# [TASK TO COMPLETE]
All that should come back is the lines of the data below from the one containing "slope is kept." to the one containing "let p = Plane::from_points(self.origin, a, b);", inclusive, exactly as they stand.

[Stored items]

◆ ◆ ◆

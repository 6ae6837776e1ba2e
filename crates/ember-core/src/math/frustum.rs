// Copyright 2025 eraflo
//
// Licensed under the Apache License, Version 2.0 (the "License");
// you may not use this file except in compliance with the License.
// You may obtain a copy of the License at
//
//     http://www.apache.org/licenses/LICENSE-2.0
//
// Unless required by applicable law or agreed to in writing, software
// distributed under the License is distributed on an "AS IS" BASIS,
// WITHOUT WARRANTIES OR CONDITIONS OF ANY KIND, either express or implied.
// See the License for the specific language governing permissions and
// limitations under the License.

//! A pyramidal view volume described in its own local frame.
//!
//! A [`Frustum`] starts at `origin`, looks along `axis.forward()` and spans
//! `[near, far]` along that axis. `left` and `up` are the half sizes of the far
//! plane, so the half size at any distance `d` is `left * d / far`.

use super::{clamp, degrees_to_radians, Aabb, AxisProjection, Mat3, Obb, Plane, Sphere, Vec3};
use super::EPSILON;

/// A perspective view volume.
#[derive(Debug, Clone, Copy, PartialEq)]
pub struct Frustum {
    /// Apex of the pyramid.
    pub origin: Vec3,
    /// Orientation (forward, left, up).
    pub axis: Mat3,
    /// Distance to the near plane.
    pub near: f32,
    /// Distance to the far plane.
    pub far: f32,
    /// Half width of the far plane.
    pub left: f32,
    /// Half height of the far plane.
    pub up: f32,
}

impl Frustum {
    /// Creates a frustum from its raw parameters.
    pub fn new(origin: Vec3, axis: Mat3, near: f32, far: f32, left: f32, up: f32) -> Self {
        Self {
            origin,
            axis,
            near,
            far,
            left,
            up,
        }
    }

    /// Creates a frustum from horizontal and vertical field of view in degrees.
    pub fn from_fov(
        origin: Vec3,
        axis: Mat3,
        x_fov_deg: f32,
        y_fov_deg: f32,
        near: f32,
        far: f32,
    ) -> Self {
        let left = far * degrees_to_radians(x_fov_deg * 0.5).tan();
        let up = far * degrees_to_radians(y_fov_deg * 0.5).tan();
        Self::new(origin, axis, near, far, left, up)
    }

    /// Moves the near plane, keeping the pyramid slope.
    #[inline]
    pub fn move_near(&mut self, near: f32) {
        self.near = near;
    }

    /// Moves the far plane, rescaling `left` and `up` so the slope is kept.
    pub fn move_far(&mut self, far: f32) {
        let scale = far / self.far;
        self.left *= scale;
        self.up *= scale;
        self.far = far;
    }

    /// The four near corners followed by the four far corners.
    pub fn corners(&self) -> [Vec3; 8] {
        let fwd = self.axis.forward();
        let l = self.axis.left();
        let u = self.axis.up();
        let near_scale = self.near / self.far;
        let mut out = [Vec3::ZERO; 8];
        for (i, p) in out.iter_mut().enumerate() {
            let (dist, scale) = if i < 4 {
                (self.near, near_scale)
            } else {
                (self.far, 1.0)
            };
            let sl = if i & 1 == 0 { 1.0 } else { -1.0 };
            let su = if i & 2 == 0 { 1.0 } else { -1.0 };
            *p = self.origin
                + fwd * dist
                + l * (sl * self.left * scale)
                + u * (su * self.up * scale);
        }
        out
    }

    /// The six bounding planes, normals pointing outwards.
    pub fn planes(&self) -> [Plane; 6] {
        let fwd = self.axis.forward();
        let c = self.corners();
        let inside = self.origin + fwd * ((self.near + self.far) * 0.5);
        let side = |a: Vec3, b: Vec3| {
            let p = Plane::from_points(self.origin, a, b);
            if p.distance(inside) > 0.0 {
                p.flipped()
            } else {
                p
            }
        };
        [
            Plane {
                normal: -fwd,
                dist: -(fwd.dot(self.origin) + self.near),
            },
            Plane {
                normal: fwd,
                dist: fwd.dot(self.origin) + self.far,
            },
            side(c[4], c[6]),
            side(c[5], c[7]),
            side(c[4], c[5]),
            side(c[6], c[7]),
        ]
    }

    /// `true` when every point lies outside one of the planes.
    ///
    /// The test is conservative: some sets outside the volume are kept.
    pub fn cull_points(&self, points: &[Vec3]) -> bool {
        self.planes()
            .iter()
            .any(|plane| points.iter().all(|p| plane.distance(*p) > 0.0))
    }

    /// Conservative box culling.
    pub fn cull_aabb(&self, aabb: &Aabb) -> bool {
        !aabb.is_valid() || self.cull_points(&aabb.corners())
    }

    /// Conservative oriented box culling.
    pub fn cull_obb(&self, obb: &Obb) -> bool {
        self.cull_points(&obb.corners())
    }

    /// Conservative culling of another frustum.
    pub fn cull_frustum(&self, other: &Frustum) -> bool {
        self.cull_points(&other.corners())
    }

    /// The smallest sphere centered on the forward axis that holds the frustum.
    pub fn to_minimum_sphere(&self) -> Sphere {
        let u = self.up / self.far;
        let r = self.left / self.far;
        let k = u * u + r * r;
        let s = (self.near + self.far) * 0.5 * (1.0 + k);
        let (dist, radius) = if s >= self.far {
            (self.far, self.far * k.sqrt())
        } else {
            let diff = 1.0 - s / self.far;
            (s, self.far * (diff * diff + k).sqrt())
        };
        Sphere::new(self.origin + self.axis.forward() * dist, radius)
    }

    /// Perspective bounds of `points` in this frustum's `[-1, 1]` left/up
    /// space. Index 0 holds the forward distance range.
    ///
    /// A point at or behind the apex widens the bounds to the full range.
    pub fn projection_bounds(&self, points: &[Vec3]) -> Aabb {
        let fwd = self.axis.forward();
        let l = self.axis.left();
        let u = self.axis.up();
        let mut bounds = Aabb::INVALID;
        for p in points {
            let rel = *p - self.origin;
            let d = fwd.dot(rel);
            if d <= EPSILON {
                bounds = bounds
                    .with_point(Vec3::new(d, -1.0, -1.0))
                    .with_point(Vec3::new(d, 1.0, 1.0));
                continue;
            }
            let x = l.dot(rel) / d * self.far / self.left;
            let y = u.dot(rel) / d * self.far / self.up;
            bounds = bounds.with_point(Vec3::new(d, clamp(x, -1.0, 1.0), clamp(y, -1.0, 1.0)));
        }
        bounds
    }
}

impl AxisProjection for Frustum {
    fn project_on_axis(&self, dir: Vec3) -> (f32, f32) {
        self.corners()
            .iter()
            .map(|p| dir.dot(*p))
            .fold((f32::INFINITY, f32::NEG_INFINITY), |(lo, hi), d| {
                (lo.min(d), hi.max(d))
            })
    }
}

/// Splits `[near, far]` into `count` slices with a blend of logarithmic and
/// uniform distribution weighted by `lambda`.
///
/// Returns `count + 1` distances, the first being `near` and the last `far`.
///
/// # Examples
///
/// ```
/// use ember_core::math::compute_split_distances;
/// let d = compute_split_distances(1.0, 9.0, 0.0, 2);
/// assert_eq!(d, vec![1.0, 5.0, 9.0]);
/// ```
pub fn compute_split_distances(near: f32, far: f32, lambda: f32, count: usize) -> Vec<f32> {
    let mut out = Vec::with_capacity(count + 1);
    out.push(near);
    for i in 1..count {
        let f = i as f32 / count as f32;
        let log = if near <= 0.0 {
            0.0
        } else {
            near * (far / near).powf(f)
        };
        let uni = near + (far - near) * f;
        out.push(log * lambda + uni * (1.0 - lambda));
    }
    out.push(far);
    out
}

#[cfg(test)]
mod tests {
    use super::*;
    use approx::assert_abs_diff_eq;

    fn camera() -> Frustum {
        Frustum::from_fov(Vec3::ZERO, Mat3::IDENTITY, 90.0, 90.0, 1.0, 100.0)
    }

    #[test]
    fn test_from_fov_sizes_far_plane() {
        let f = camera();
        assert_abs_diff_eq!(f.left, 100.0, epsilon = 1e-3);
        assert_abs_diff_eq!(f.up, 100.0, epsilon = 1e-3);
    }

    #[test]
    fn test_move_far_keeps_slope() {
        let mut f = camera();
        f.move_far(50.0);
        assert_abs_diff_eq!(f.left, 50.0, epsilon = 1e-3);
        assert_eq!(f.far, 50.0);
    }

    #[test]
    fn test_culling() {
        let f = camera();
        let ahead = Aabb::from_center_half_extents(Vec3::new(10.0, 0.0, 0.0), Vec3::ONE);
        let behind = Aabb::from_center_half_extents(Vec3::new(-10.0, 0.0, 0.0), Vec3::ONE);
        let beyond = Aabb::from_center_half_extents(Vec3::new(200.0, 0.0, 0.0), Vec3::ONE);
        let aside = Aabb::from_center_half_extents(Vec3::new(10.0, 40.0, 0.0), Vec3::ONE);
        assert!(!f.cull_aabb(&ahead));
        assert!(f.cull_aabb(&behind));
        assert!(f.cull_aabb(&beyond));
        assert!(f.cull_aabb(&aside));
        assert!(f.cull_aabb(&Aabb::INVALID));
    }

    #[test]
    fn test_minimum_sphere_contains_corners() {
        for f in [camera(), Frustum::new(Vec3::ONE, Mat3::IDENTITY, 5.0, 6.0, 1.0, 1.0)] {
            let s = f.to_minimum_sphere();
            for c in f.corners() {
                assert!((c - s.center).length() <= s.radius + 1e-3);
            }
        }
    }

    #[test]
    fn test_projection_bounds_of_centered_box() {
        let f = camera();
        let aabb = Aabb::from_center_half_extents(Vec3::new(10.0, 0.0, 0.0), Vec3::new(0.0, 5.0, 2.5));
        let b = f.projection_bounds(&aabb.corners());
        assert_abs_diff_eq!(b.max.y, 0.5, epsilon = 1e-5);
        assert_abs_diff_eq!(b.min.z, -0.25, epsilon = 1e-5);
    }

    #[test]
    fn test_split_distances() {
        let d = compute_split_distances(0.1, 150.0, 0.9, 4);
        assert_eq!(d.len(), 5);
        assert_eq!(d[0], 0.1);
        assert_eq!(d[4], 150.0);
        assert!(d.windows(2).all(|w| w[0] < w[1]));

        let log_only = compute_split_distances(1.0, 100.0, 1.0, 2);
        assert_abs_diff_eq!(log_only[1], 10.0, epsilon = 1e-4);
    }
}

◆ ◆ ◆

# [WORKED SOLUTION]
    /// Moves the far plane, rescaling `left` and `up` so the slope is kept.
    pub fn move_far(&mut self, far: f32) {
        let scale = far / self.far;
        self.left *= scale;
        self.up *= scale;
        self.far = far;
    }

    /// The four near corners followed by the four far corners.
    pub fn corners(&self) -> [Vec3; 8] {
        let fwd = self.axis.forward();
        let l = self.axis.left();
        let u = self.axis.up();
        let near_scale = self.near / self.far;
        let mut out = [Vec3::ZERO; 8];
        for (i, p) in out.iter_mut().enumerate() {
            let (dist, scale) = if i < 4 {
                (self.near, near_scale)
            } else {
                (self.far, 1.0)
            };
            let sl = if i & 1 == 0 { 1.0 } else { -1.0 };
            let su = if i & 2 == 0 { 1.0 } else { -1.0 };
            *p = self.origin
                + fwd * dist
                + l * (sl * self.left * scale)
                + u * (su * self.up * scale);
        }
        out
    }

    /// The six bounding planes, normals pointing outwards.
    pub fn planes(&self) -> [Plane; 6] {
        let fwd = self.axis.forward();
        let c = self.corners();
        let inside = self.origin + fwd * ((self.near + self.far) * 0.5);
        let side = |a: Vec3, b: Vec3| {
            let p = Plane::from_points(self.origin, a, b);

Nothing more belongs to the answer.